Pas de signes de fatigue, car au moment d’aborder la quatrième décennie, tous les ingrédients continuent de faire recette : restauration d’avant‑spectacle à la bonne franquette ; enfants costumés qui vendent les billets de tombola (avec pour l’heureux gagnant la collection complète des DVD du festival) ; « tables d’hôtes » à base de produits locaux après la représentation, avec toute la troupe – du solo au tutti pour le Se canto occitan qui ne manque pas de conclure après 2 heures et demie du matin – dans des airs et chansons sérieux, cocasses voire lestes, notamment avec la prestation toujours très attendue de Dominique Desmons.

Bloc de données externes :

//! Stock movements (equipment entering or leaving storage).

use chrono::{DateTime, Utc};
use serde::{Deserialize, Serialize};

use crate::equipment::{Category, Location};
use crate::id::EquipmentId;

#[derive(Debug, Copy, Clone, PartialEq, Eq, Hash, Serialize, Deserialize)]
pub enum MovementKind {
    /// Back into storage.
    #[serde(rename = "ENTRADA")]
    Inbound,
    /// Out of storage, into use.
    #[serde(rename = "SAIDA")]
    Outbound,
}

impl MovementKind {
    /// Moving to an in-use location counts as outbound; anything else is inbound.
    pub fn for_destination(destination: Location) -> Self {
        if destination.is_in_use() {
            MovementKind::Outbound
        } else {
            MovementKind::Inbound
        }
    }
}

#[derive(Debug, Clone, PartialEq, Serialize, Deserialize)]
pub struct Movement {
    pub equipment_id: EquipmentId,
    pub category: Category,
    pub timestamp: DateTime<Utc>,
    pub kind: MovementKind,
    pub quantity: u32,
    /// Known only for movements of the live population.
    pub origin: Option<Location>,
    pub destination: Location,
}

impl Movement {
    pub fn is_outbound(&self) -> bool {
        self.kind == MovementKind::Outbound
    }
}

#[cfg(test)]
mod tests {
    use super::*;

    #[test]
    fn kind_follows_destination() {
        assert_eq!(MovementKind::for_destination(Location::InUseHr), MovementKind::Outbound);
        assert_eq!(MovementKind::for_destination(Location::WarehouseA), MovementKind::Inbound);
        assert_eq!(MovementKind::for_destination(Location::Maintenance), MovementKind::Inbound);
    }
}
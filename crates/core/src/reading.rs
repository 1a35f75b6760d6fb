//! Sensor readings.

use chrono::{DateTime, Utc};
use serde::{Deserialize, Serialize};

use crate::equipment::{EquipmentState, Location};
use crate::id::EquipmentId;

/// Names of the model features, in the order produced by [`UsageFeatures::to_vec`].
pub const FEATURE_NAMES: [&str; FEATURE_COUNT] = [
    "temperature_c",
    "cpu_percent",
    "ram_percent",
    "disk_percent",
    "failure_count",
];

pub const FEATURE_COUNT: usize = 5;

/// One usage sample reported by an equipment sensor.
#[derive(Debug, Clone, PartialEq, Serialize, Deserialize)]
pub struct MetricReading {
    pub equipment_id: EquipmentId,
    pub timestamp: DateTime<Utc>,
    pub temperature_c: f64,
    pub cpu_percent: f64,
    pub ram_percent: f64,
    pub disk_percent: f64,
    pub battery_health_percent: Option<f64>,
    pub failure_count: u32,
    pub state: EquipmentState,
}

impl MetricReading {
    pub fn features(&self) -> UsageFeatures {
        UsageFeatures {
            temperature_c: self.temperature_c,
            cpu_percent: self.cpu_percent,
            ram_percent: self.ram_percent,
            disk_percent: self.disk_percent,
            failure_count: f64::from(self.failure_count),
        }
    }
}

/// The feature vector every model consumes.
#[derive(Debug, Copy, Clone, Default, PartialEq, Serialize, Deserialize)]
pub struct UsageFeatures {
    pub temperature_c: f64,
    pub cpu_percent: f64,
    pub ram_percent: f64,
    pub disk_percent: f64,
    pub failure_count: f64,
}

impl UsageFeatures {
    pub fn to_vec(&self) -> Vec<f64> {
        vec![
            self.temperature_c,
            self.cpu_percent,
            self.ram_percent,
            self.disk_percent,
            self.failure_count,
        ]
    }

    /// A row is usable for training only if every feature is present (finite).
    pub fn is_complete(&self) -> bool {
        self.to_vec().iter().all(|v| v.is_finite())
    }
}

impl From<&MetricReading> for UsageFeatures {
    fn from(reading: &MetricReading) -> Self {
        reading.features()
    }
}

/// Storage-room climate sample.
#[derive(Debug, Clone, PartialEq, Serialize, Deserialize)]
pub struct AmbientReading {
    pub location: Location,
    pub timestamp: DateTime<Utc>,
    pub temperature_c: f64,
    pub humidity_percent: f64,
}

#[cfg(test)]
mod tests {
    use super::*;

    fn reading() -> MetricReading {
        MetricReading {
            equipment_id: EquipmentId::new(1),
            timestamp: Utc::now(),
            temperature_c: 55.0,
            cpu_percent: 85.0,
            ram_percent: 90.0,
            disk_percent: 95.0,
            battery_health_percent: None,
            failure_count: 8,
            state: EquipmentState::Critical,
        }
    }

    #[test]
    fn features_follow_declared_order() {
        let v = reading().features().to_vec();
        assert_eq!(v, vec![55.0, 85.0, 90.0, 95.0, 8.0]);
        assert_eq!(v.len(), FEATURE_NAMES.len());
    }

    #[test]
    fn nan_feature_makes_row_incomplete() {
        let mut f = reading().features();
        assert!(f.is_complete());
        f.cpu_percent = f64::NAN;
        assert!(!f.is_complete());
    }
}
use axum::http::StatusCode;
use axum::response::IntoResponse;
use serde_json::json;

use smartstock_ai::AiError;
use smartstock_simulator::SimulatorError;

pub fn json_error(
    status: StatusCode,
    code: &'static str,
    message: impl Into<String>,
) -> axum::response::Response {
    (
        status,
        axum::Json(json!({
            "error": code,
            "message": message.into(),
        })),
    )
        .into_response()
}

pub fn ai_error_to_response(err: AiError) -> axum::response::Response {
    match err {
        AiError::NotReady(_) => json_error(StatusCode::SERVICE_UNAVAILABLE, "model_not_ready", err.to_string()),
        AiError::InvalidInput(_) => json_error(StatusCode::BAD_REQUEST, "invalid_input", err.to_string()),
        AiError::TrainingFailed(_) | AiError::InferenceFailed(_) => {
            json_error(StatusCode::INTERNAL_SERVER_ERROR, "model_error", err.to_string())
        }
    }
}

pub fn simulator_error_to_response(err: SimulatorError) -> axum::response::Response {
    match err {
        SimulatorError::UnknownEquipment(_) => json_error(StatusCode::NOT_FOUND, "not_found", err.to_string()),
    }
}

Ambiance bon enfant, par conséquent, mais, attention, comme le rappelle chaque année le programme : « rien sans peine ». Car chacun est à la tâche, des plus petits aux plus grands, avec tout le sérieux requis, sous la houlette de Franck T’Hézan, au four et au moulin – directeur artistique, metteur en scène, chanteur et grand manitou : c’est lui qui répond au téléphone du festival, c’est encore lui qui répond par courriel aux (très) petites heures à l’adresse de courriel du festival, et c’est lui qui, à la fin de la soirée, prend longuement la peine de venir faire saluer tous les représentants de l’ensemble des métiers, car ici plus qu’ailleurs, c’est bien d’une entreprise collective qu’il s’agit.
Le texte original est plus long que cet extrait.